(Saved entries)
————————

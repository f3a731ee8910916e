//! gobangd - online gobang (five-in-a-row) battle platform backend.

use gobangd::config::Config;
use gobangd::db::Database;
use gobangd::game::DiscardBridge;
use gobangd::network::Gateway;
use gobangd::state::Hub;
use gobangd::{http, metrics};
use std::sync::Arc;
use tracing::{error, info};
use tracing_subscriber::EnvFilter;

#[tokio::main]
async fn main() -> anyhow::Result<()> {
    // Initialize tracing
    tracing_subscriber::fmt()
        .with_env_filter(
            EnvFilter::try_from_default_env().unwrap_or_else(|_| EnvFilter::new("info")),
        )
        .with_target(true)
        .init();

    // Load configuration
    let config_path = std::env::args()
        .nth(1)
        .unwrap_or_else(|| "config.toml".to_string());

    let config = Config::load(&config_path).map_err(|e| {
        error!(path = %config_path, error = %e, "failed to load config");
        e
    })?;

    info!(server = %config.server.name, "starting gobangd");

    // Initialize database
    let db_path = config
        .database
        .as_ref()
        .map(|d| d.path.as_str())
        .unwrap_or("gobang.db");
    let db = Database::new(db_path).await?;

    // Prometheus metrics are optional.
    // Convention: metrics_port = 0 disables the HTTP endpoint (used by tests).
    let metrics_port = config.server.metrics_port.unwrap_or(9090);
    if metrics_port == 0 {
        info!("metrics disabled");
    } else {
        metrics::init();
        tokio::spawn(async move {
            http::run_http_server(metrics_port).await;
        });
        info!(port = metrics_port, "metrics endpoint started");
    }

    // Shared state, injected into the gateway; the game bridge is a stub
    // until the match logic lands.
    let hub = Arc::new(Hub::new(
        config.server.name.clone(),
        db,
        Arc::new(DiscardBridge),
    ));

    let gateway = Gateway::bind(
        config.listen.address,
        config.web.landing_page.clone(),
        hub,
    )
    .await?;

    gateway.run().await
}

————————

_WHAT IS REQUIRED_: Using the entries above, please restate each one word for word.

_WRITTEN SOLUTION_:
repository f3a731ee8910916e
//! gobangd - online gobang (five-in-a-row) battle platform backend.

use gobangd::config::Config;
use gobangd::db::Database;
use gobangd::game::DiscardBridge;
use gobangd::network::Gateway;
use gobangd::state::Hub;
use gobangd::{http, metrics};
use std::sync::Arc;
use tracing::{error, info};
use tracing_subscriber::EnvFilter;

#[tokio::main]
async fn main() -> anyhow::Result<()> {
    // Initialize tracing
    tracing_subscriber::fmt()
        .with_env_filter(
            EnvFilter::try_from_default_env().unwrap_or_else(|_| EnvFilter::new("info")),
        )
        .with_target(true)
        .init();

    // Load configuration
    let config_path = std::env::args()
        .nth(1)
        .unwrap_or_else(|| "config.toml".to_string());

    let config = Config::load(&config_path).map_err(|e| {
        error!(path = %config_path, error = %e, "failed to load config");
        e
    })?;

    info!(server = %config.server.name, "starting gobangd");

    // Initialize database
    let db_path = config
        .database
        .as_ref()
        .map(|d| d.path.as_str())
        .unwrap_or("gobang.db");
    let db = Database::new(db_path).await?;

    // Prometheus metrics are optional.
    // Convention: metrics_port = 0 disables the HTTP endpoint (used by tests).
    let metrics_port = config.server.metrics_port.unwrap_or(9090);
    if metrics_port == 0 {
        info!("metrics disabled");
    } else {
        metrics::init();
        tokio::spawn(async move {
            http::run_http_server(metrics_port).await;
        });
        info!(port = metrics_port, "metrics endpoint started");
    }

    // Shared state, injected into the gateway; the game bridge is a stub
    // until the match logic lands.
    let hub = Arc::new(Hub::new(
        config.server.name.clone(),
        db,
        Arc::new(DiscardBridge),
    ));

    let gateway = Gateway::bind(
        config.listen.address,
        config.web.landing_page.clone(),
        hub,
    )
    .await?;

    gateway.run().await
}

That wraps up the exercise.